» Work to complete:
In the listing below, find every line with the string "combinators" and pull it out.

[Opening Information shown section]

impl<'a> Checker<'a> {
    fn deref_reader(&self, schema: &'a Value) -> Option<&'a Value> {
        self.deref(schema, self.reader_root, self.reader_docs)
    }

    fn deref_writer(&self, schema: &'a Value) -> Option<&'a Value> {
        self.deref(schema, self.writer_root, self.writer_docs)
    }

    /// Chase a `$ref` one step: fragment pointers resolve against the own
    /// document, anything else against the registered references.
    fn deref(
        &self,
        schema: &'a Value,
        root: &'a Value,
        docs: &'a HashMap<String, Value>,
    ) -> Option<&'a Value> {
        let Some(reference) = schema.get("$ref").and_then(Value::as_str) else {
            return Some(schema);
        };
        if reference.starts_with('#') {
            pointer(root, reference)
        } else {
            docs.get(reference)
        }
    }

    fn accepts(
        &self,
        reader: &'a Value,
        writer: &'a Value,
        path: &str,
        depth: usize,
        report: &mut CompatReport,
    ) {
        if depth == 0 {
            return;
        }
        let Some(reader) = self.deref_reader(reader) else {
            report.push(format!("at '{path}': unresolved $ref in new schema"));
            return;
        };
        let Some(writer) = self.deref_writer(writer) else {
            report.push(format!("at '{path}': unresolved $ref in old schema"));
            return;
        };

        // Boolean schemas: `false` accepts nothing, `true` everything.
        match (writer, reader) {
            (Value::Bool(false), _) => return,
            (_, Value::Bool(true)) => return,
            (_, Value::Bool(false)) => {
                report.push(format!("at '{path}': schema narrowed to accept nothing"));
                return;
            }
            (Value::Bool(true), Value::Object(reader_map)) => {
                if CONSTRAINING.iter().any(|k| reader_map.contains_key(*k)) {
                    report.push(format!(
                        "at '{path}': constraints added to a previously unconstrained schema"
                    ));
                }
                return;
            }
            _ => {}
        }
        let (Some(writer_map), Some(reader_map)) = (writer.as_object(), reader.as_object()) else {
            return;
        };

        // Writer combinators: every alternative the writer accepted must
        // still be accepted.
        for keyword in ["anyOf", "oneOf"] {
            if let Some(Value::Array(branches)) = writer_map.get(keyword) {
                for (i, branch) in branches.iter().enumerate() {
                    self.accepts(reader, branch, &format!("{path}/{keyword}/{i}"), depth - 1, report);
                }
                return;
            }
        }
        if let Some(Value::Array(branches)) = writer_map.get("allOf") {
            // Instances satisfy every branch, so one accepting branch is
            // enough.
            let ok = branches
                .iter()
                .any(|branch| self.probe(reader, branch, depth - 1));
            if !ok {
                report.push(format!(
                    "at '{path}': no allOf branch of the old schema remains accepted"
                ));
            }
            return;
        }

        // Reader combinators: the writer's instances must fit some branch.
        for keyword in ["anyOf", "oneOf"] {
            if let Some(Value::Array(branches)) = reader_map.get(keyword) {
                let ok = branches
                    .iter()
                    .any(|branch| self.probe(branch, writer, depth - 1));
                if !ok {
                    report.push(format!(
                        "at '{path}': old schema matches no {keyword} branch of the new schema"
                    ));
                }
                return;
            }
        }
        if let Some(Value::Array(branches)) = reader_map.get("allOf") {
            for (i, branch) in branches.iter().enumerate() {
                self.accepts(branch, writer, &format!("{path}/allOf/{i}"), depth - 1, report);
            }
            return;
        }

        self.check_types(reader_map, writer_map, path, report);
        self.check_enum(reader_map, writer_map, path, report);
        self.check_bounds(reader_map, writer_map, path, report);
        self.check_pattern(reader_map, writer_map, path, report);
        self.check_object(reader_map, writer_map, path, depth, report);
        self.check_items(reader_map, writer_map, path, depth, report);
    }

    fn probe(&self, reader: &'a Value, writer: &'a Value, depth: usize) -> bool {
        let mut scratch = CompatReport::compatible();
        self.accepts(reader, writer, "#", depth, &mut scratch);
        scratch.is_compatible()
    }

    fn check_types(
        &self,
        reader: &serde_json::Map<String, Value>,
        writer: &serde_json::Map<String, Value>,
        path: &str,
        report: &mut CompatReport,
    ) {
        let Some(reader_types) = type_set(reader) else {
            return; // Reader accepts any type.
        };
        let writer_types = match type_set(writer) {
            Some(types) => types,
            None => {
                report.push(format!(
                    "at '{path}': type restricted to [{}] where the old schema accepted any type",
                    join(&reader_types)
                ));
                return;
            }
        };
        let narrowed: Vec<&str> = writer_types
            .iter()
            .filter(|t| {
                !(reader_types.contains(*t)
                    // Every integer is a number.
                    || (*t == "integer" && reader_types.contains("number")))
            })
            .map(|s| s.as_str())
            .collect();
        if !narrowed.is_empty() {
            report.push(format!(
                "at '{path}': type narrowed from [{}] to [{}]",
                join(&writer_types),
                join(&reader_types)
            ));
        }
    }

    fn check_enum(
        &self,
        reader: &serde_json::Map<String, Value>,
        writer: &serde_json::Map<String, Value>,
        path: &str,
        report: &mut CompatReport,
    ) {
        let Some(reader_values) = enum_values(reader) else {
            return;
        };
        match enum_values(writer) {
            None => report.push(format!(
                "at '{path}': enum constraint added where the old schema had none"
            )),
            Some(writer_values) => {
                let missing: Vec<String> = writer_values
                    .iter()
                    .filter(|v| !reader_values.contains(*v))
                    .map(|v| v.to_string())
                    .collect();
                if !missing.is_empty() {
                    report.push(format!(
                        "at '{path}': enum narrowed, removed values [{}]",
                        missing.join(", ")
                    ));
                }
            }
        }
    }

    fn check_bounds(
        &self,
        reader: &serde_json::Map<String, Value>,
        writer: &serde_json::Map<String, Value>,
        path: &str,
        report: &mut CompatReport,
    ) {
        for keyword in LOWER_BOUNDS {
            if let Some(r) = number(reader, keyword) {
                match number(writer, keyword) {
                    Some(w) if w >= r => {}
                    _ => report.push(format!("at '{path}': '{keyword}' tightened")),
                }
            }
        }
        for keyword in UPPER_BOUNDS {
            if let Some(r) = number(reader, keyword) {
                match number(writer, keyword) {
                    Some(w) if w <= r => {}
                    _ => report.push(format!("at '{path}': '{keyword}' tightened")),
                }
            }
        }
    }

    fn check_pattern(
        &self,
        reader: &serde_json::Map<String, Value>,
        writer: &serde_json::Map<String, Value>,
        path: &str,
        report: &mut CompatReport,
    ) {
        let reader_pattern = reader.get("pattern").and_then(Value::as_str);
        let writer_pattern = writer.get("pattern").and_then(Value::as_str);
        match (writer_pattern, reader_pattern) {
            (_, None) => {}
            (None, Some(_)) => {
                report.push(format!("at '{path}': 'pattern' constraint added"))
            }
            (Some(w), Some(r)) if w != r => {
                report.push(format!("at '{path}': 'pattern' changed from '{w}' to '{r}'"))
            }
            _ => {}
        }
    }

    fn check_object(
        &self,
        reader: &serde_json::Map<String, Value>,
        writer: &serde_json::Map<String, Value>,
        path: &str,
        depth: usize,
        report: &mut CompatReport,
    ) {
        let empty = serde_json::Map::new();
        let reader_props = reader
            .get("properties")
            .and_then(Value::as_object)
            .unwrap_or(&empty);
        let writer_props = writer
            .get("properties")
            .and_then(Value::as_object)
            .unwrap_or(&empty);

        // Tightened `required`.
        for name in required_set(reader) {
            if !required_set(writer).contains(&name) {
                report.push(format!("at '{path}': property '{name}' is newly required"));
            }
        }

        // Common properties recurse; reader-only properties are the
        // added-optional case and pass.
        for (name, writer_prop) in writer_props {
            let prop_path = format!("{path}/properties/{name}");
            match reader_props.get(name) {
                Some(reader_prop) => {
                    self.accepts(reader_prop, writer_prop, &prop_path, depth - 1, report)
                }
                None => {
                    // Property dropped from the reader: instances still
                    // carry it, so the reader's additional-properties
                    // policy decides.
                    match reader.get("additionalProperties") {
                        Some(Value::Bool(false)) => report.push(format!(
                            "at '{prop_path}': property removed while additionalProperties is false"
                        )),
                        Some(additional @ Value::Object(_)) => {
                            self.accepts(additional, writer_prop, &prop_path, depth - 1, report)
                        }
                        _ => {}
                    }
                }
            }
        }

        // additionalProperties tightening.
        let writer_additional = writer.get("additionalProperties");
        let reader_additional = reader.get("additionalProperties");
        match (writer_additional, reader_additional) {
            (_, None) => {}
            (Some(Value::Bool(false)), _) => {}
            (None | Some(Value::Bool(true)), Some(Value::Bool(false))) => report.push(format!(
                "at '{path}': additionalProperties tightened from open to false"
            )),
            (None | Some(Value::Bool(true)), Some(Value::Object(_))) => report.push(format!(
                "at '{path}': additionalProperties constrained where the old schema was open"
            )),
            (Some(w), Some(r)) => {
                self.accepts(r, w, &format!("{path}/additionalProperties"), depth - 1, report)
            }
            _ => {}
        }
    }

    fn check_items(
        &self,
        reader: &serde_json::Map<String, Value>,
        writer: &serde_json::Map<String, Value>,
        path: &str,
        depth: usize,
        report: &mut CompatReport,
    ) {
        let items_path = format!("{path}/items");
        match (writer.get("items"), reader.get("items")) {
            (None, None) | (Some(_), None) => {}
            (None, Some(_)) => {
                report.push(format!("at '{items_path}': items constraint added"))
            }
            (Some(Value::Array(writer_tuple)), Some(Value::Array(reader_tuple))) => {
                for (i, (w, r)) in writer_tuple.iter().zip(reader_tuple).enumerate() {
                    self.accepts(r, w, &format!("{items_path}/{i}"), depth - 1, report);
                }
            }
            (Some(w), Some(r)) => self.accepts(r, w, &items_path, depth - 1, report),
        }
    }
}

[Closing Information shown section]

» Solution below:
        // Writer combinators: every alternative the writer accepted must
        // Reader combinators: the writer's instances must fit some branch.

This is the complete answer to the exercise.